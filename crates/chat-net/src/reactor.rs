//! Single-threaded readiness-multiplexed event loop.
//!
//! Owns the listen socket, the connection registry, and the taken-names set.
//! Directly modeled on `flux-network`'s `ConnectionManager::poll_with` loop:
//! one `mio::Poll::poll` call per iteration, then a pass over the returned
//! events, then a teardown sweep for anything marked dead during that pass.

use std::{
    collections::{HashMap, HashSet},
    io,
    net::SocketAddr,
};

use mio::{
    Events, Interest, Poll, Token,
    net::{TcpListener, TcpStream},
};
use tracing::{debug, info, warn};

use crate::{
    codec,
    connection::{Connection, DrainOutcome, ReceiveOutcome},
    error::ChatError,
    session::SessionEffect,
};

const LISTENER_TOKEN: Token = Token(0);
const DEFAULT_MAX_PACKET_SIZE: usize = 1024 * 1024;
const EVENTS_CAPACITY: usize = 1024;

pub struct Reactor {
    poll: Poll,
    events: Events,
    listener: TcpListener,
    connections: HashMap<Token, Connection>,
    taken_names: HashSet<String>,
    next_token: usize,
    max_packet_size: usize,
}

impl Reactor {
    /// Binds the listen socket at `0.0.0.0:<port>` with `SO_REUSEADDR` and
    /// the given backlog, then registers it with a fresh `mio::Poll`.
    pub fn bind(port: u16, backlog: u32) -> io::Result<Self> {
        let addr: SocketAddr = ([0, 0, 0, 0], port).into();
        let socket = mio::net::TcpSocket::new_v4()?;
        socket.set_reuseaddr(true)?;
        socket.bind(addr)?;
        let listener = socket.listen(backlog)?;

        let poll = Poll::new()?;
        let mut listener = listener;
        poll.registry()
            .register(&mut listener, LISTENER_TOKEN, Interest::READABLE)?;

        Ok(Self {
            poll,
            events: Events::with_capacity(EVENTS_CAPACITY),
            listener,
            connections: HashMap::new(),
            taken_names: HashSet::new(),
            next_token: 1,
            max_packet_size: DEFAULT_MAX_PACKET_SIZE,
        })
    }

    pub fn with_max_packet_size(mut self, max_packet_size: usize) -> Self {
        self.max_packet_size = max_packet_size;
        self
    }

    /// Runs the event loop forever (or until a poll error aborts it).
    pub fn run(&mut self) -> io::Result<()> {
        loop {
            self.run_once()?;
        }
    }

    /// Drives a single iteration of the loop: one `poll` call, one pass over
    /// the returned events, one teardown sweep. Split out from `run` so
    /// integration tests can single-step the reactor.
    pub fn run_once(&mut self) -> io::Result<()> {
        self.poll.poll(&mut self.events, None)?;

        let mut to_teardown = Vec::new();
        // mio::Events borrows self.events immutably; collect tokens first so
        // the subsequent receive/drain calls can borrow self mutably.
        let ready: Vec<(Token, bool, bool)> = self
            .events
            .iter()
            .map(|e| (e.token(), e.is_readable(), e.is_writable()))
            .collect();

        for (token, readable, writable) in ready {
            if token == LISTENER_TOKEN {
                self.accept_ready();
                continue;
            }

            if readable {
                match self.service_readable(token) {
                    ServiceOutcome::Alive => {}
                    ServiceOutcome::Dead => to_teardown.push(token),
                }
            }

            if writable && !to_teardown.contains(&token) {
                self.service_writable(token);
            }
        }

        for token in to_teardown {
            self.teardown(token);
        }

        Ok(())
    }

    /// Accepts at most one pending connection per call. The listen socket is
    /// level-triggered, so a backlog deeper than one is simply observed again
    /// as still-readable on the next `poll` and drained one connection per
    /// iteration rather than all at once.
    fn accept_ready(&mut self) {
        match self.listener.accept() {
            Ok((socket, peer_addr)) => self.accept_one(socket, peer_addr),
            Err(ref e) if e.kind() == io::ErrorKind::WouldBlock => {}
            Err(err) => {
                let err = ChatError::AcceptFailed(err);
                warn!(%err, "chat-net: accept failed");
            }
        }
    }

    fn accept_one(&mut self, socket: TcpStream, peer_addr: SocketAddr) {
        let token = Token(self.next_token);
        self.next_token += 1;

        let mut conn = Connection::new(socket, peer_addr, self.max_packet_size);
        if let Err(err) = conn.register(self.poll.registry(), token) {
            warn!(?err, %peer_addr, "chat-net: failed to register accepted socket");
            return;
        }

        info!(%peer_addr, "chat-net: connection accepted");
        self.connections.insert(token, conn);
    }

    fn service_readable(&mut self, token: Token) -> ServiceOutcome {
        let Some(conn) = self.connections.get_mut(&token) else {
            return ServiceOutcome::Dead;
        };

        match conn.receive(&mut self.taken_names) {
            ReceiveOutcome::Idle => ServiceOutcome::Alive,
            ReceiveOutcome::Closed => ServiceOutcome::Dead,
            ReceiveOutcome::Effects(effects) => {
                self.apply_effects(token, effects);
                if self
                    .connections
                    .get(&token)
                    .is_some_and(|c| c.session().is_terminated())
                {
                    ServiceOutcome::Dead
                } else {
                    ServiceOutcome::Alive
                }
            }
        }
    }

    fn service_writable(&mut self, token: Token) {
        let registry = self.poll.registry();
        if let Some(conn) = self.connections.get_mut(&token) {
            match conn.drain(registry, token) {
                DrainOutcome::Done | DrainOutcome::Busy => {}
                DrainOutcome::Failed => {
                    debug!(peer = %conn.peer_addr(), "chat-net: drain failed, write interest cleared");
                }
            }
        }
    }

    /// Interprets the effects a Session emitted for one connection's
    /// window-fill, fanning broadcasts out across the registry. Runs after
    /// the triggering `receive()` call has returned, so the registry is
    /// fully available here — see the ownership-cycle note in the crate's
    /// design docs.
    fn apply_effects(&mut self, origin: Token, effects: Vec<SessionEffect>) {
        for effect in effects {
            match effect {
                SessionEffect::SendSelf(msg) => self.send_to(origin, &msg),
                SessionEffect::Broadcast { msg, exclude_self } => {
                    self.broadcast(origin, &msg, exclude_self)
                }
                SessionEffect::Terminate => {}
            }
        }
    }

    fn send_to(&mut self, token: Token, msg: &str) {
        let bytes = encode_server_message(msg);
        let registry = self.poll.registry();
        if let Some(conn) = self.connections.get_mut(&token) {
            conn.enqueue(registry, token, &bytes);
        }
    }

    fn broadcast(&mut self, origin: Token, msg: &str, exclude_self: bool) {
        let bytes = encode_server_message(msg);
        let registry = self.poll.registry();
        for (&token, conn) in self.connections.iter_mut() {
            if exclude_self && token == origin {
                continue;
            }
            if conn.display_name().is_empty() {
                continue;
            }
            conn.enqueue(registry, token, &bytes);
        }
    }

    fn teardown(&mut self, token: Token) {
        let Some(mut conn) = self.connections.remove(&token) else {
            return;
        };

        let name = conn.display_name().to_string();
        conn.close(self.poll.registry());

        if !name.is_empty() {
            self.taken_names.remove(&name);
            info!(%name, "chat-net: connection left");
            self.broadcast(
                token,
                &format!("\x1b[33m{name} has left the chat.\x1b[0m"),
                true,
            );
        }
    }

    /// The bound listen address; mainly useful for tests that bind to port
    /// `0` and need the kernel-assigned port back.
    pub fn local_addr(&self) -> io::Result<SocketAddr> {
        self.listener.local_addr()
    }

    /// Number of currently-registered connections, live or mid-handshake.
    pub fn connection_count(&self) -> usize {
        self.connections.len()
    }
}

enum ServiceOutcome {
    Alive,
    Dead,
}

/// Encodes a server→client message: packet id `0` then a length-prefixed
/// string, with **no** outer total-length frame — this asymmetry with the
/// client→server direction is deliberate, see §6 of the design docs.
fn encode_server_message(msg: &str) -> Vec<u8> {
    let mut out = Vec::with_capacity(codec::LEN_PREFIX_SIZE * 2 + msg.len());
    codec::encode_u32(&mut out, 0);
    codec::encode_string(&mut out, msg);
    out
}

☆ ☆ ☆ ☆

Only the lines above from the one with "listener, LISTENER_TOKEN, Interest::READABLE)?;" up to and including the one with "self.poll.poll(&mut self.events, None)?;" should be repeated, exactly as written.

=== Solution to this task ===
            .register(&mut listener, LISTENER_TOKEN, Interest::READABLE)?;

        Ok(Self {
            poll,
            events: Events::with_capacity(EVENTS_CAPACITY),
            listener,
            connections: HashMap::new(),
            taken_names: HashSet::new(),
            next_token: 1,
            max_packet_size: DEFAULT_MAX_PACKET_SIZE,
        })
    }

    pub fn with_max_packet_size(mut self, max_packet_size: usize) -> Self {
        self.max_packet_size = max_packet_size;
        self
    }

    /// Runs the event loop forever (or until a poll error aborts it).
    pub fn run(&mut self) -> io::Result<()> {
        loop {
            self.run_once()?;
        }
    }

    /// Drives a single iteration of the loop: one `poll` call, one pass over
    /// the returned events, one teardown sweep. Split out from `run` so
    /// integration tests can single-step the reactor.
    pub fn run_once(&mut self) -> io::Result<()> {
        self.poll.poll(&mut self.events, None)?;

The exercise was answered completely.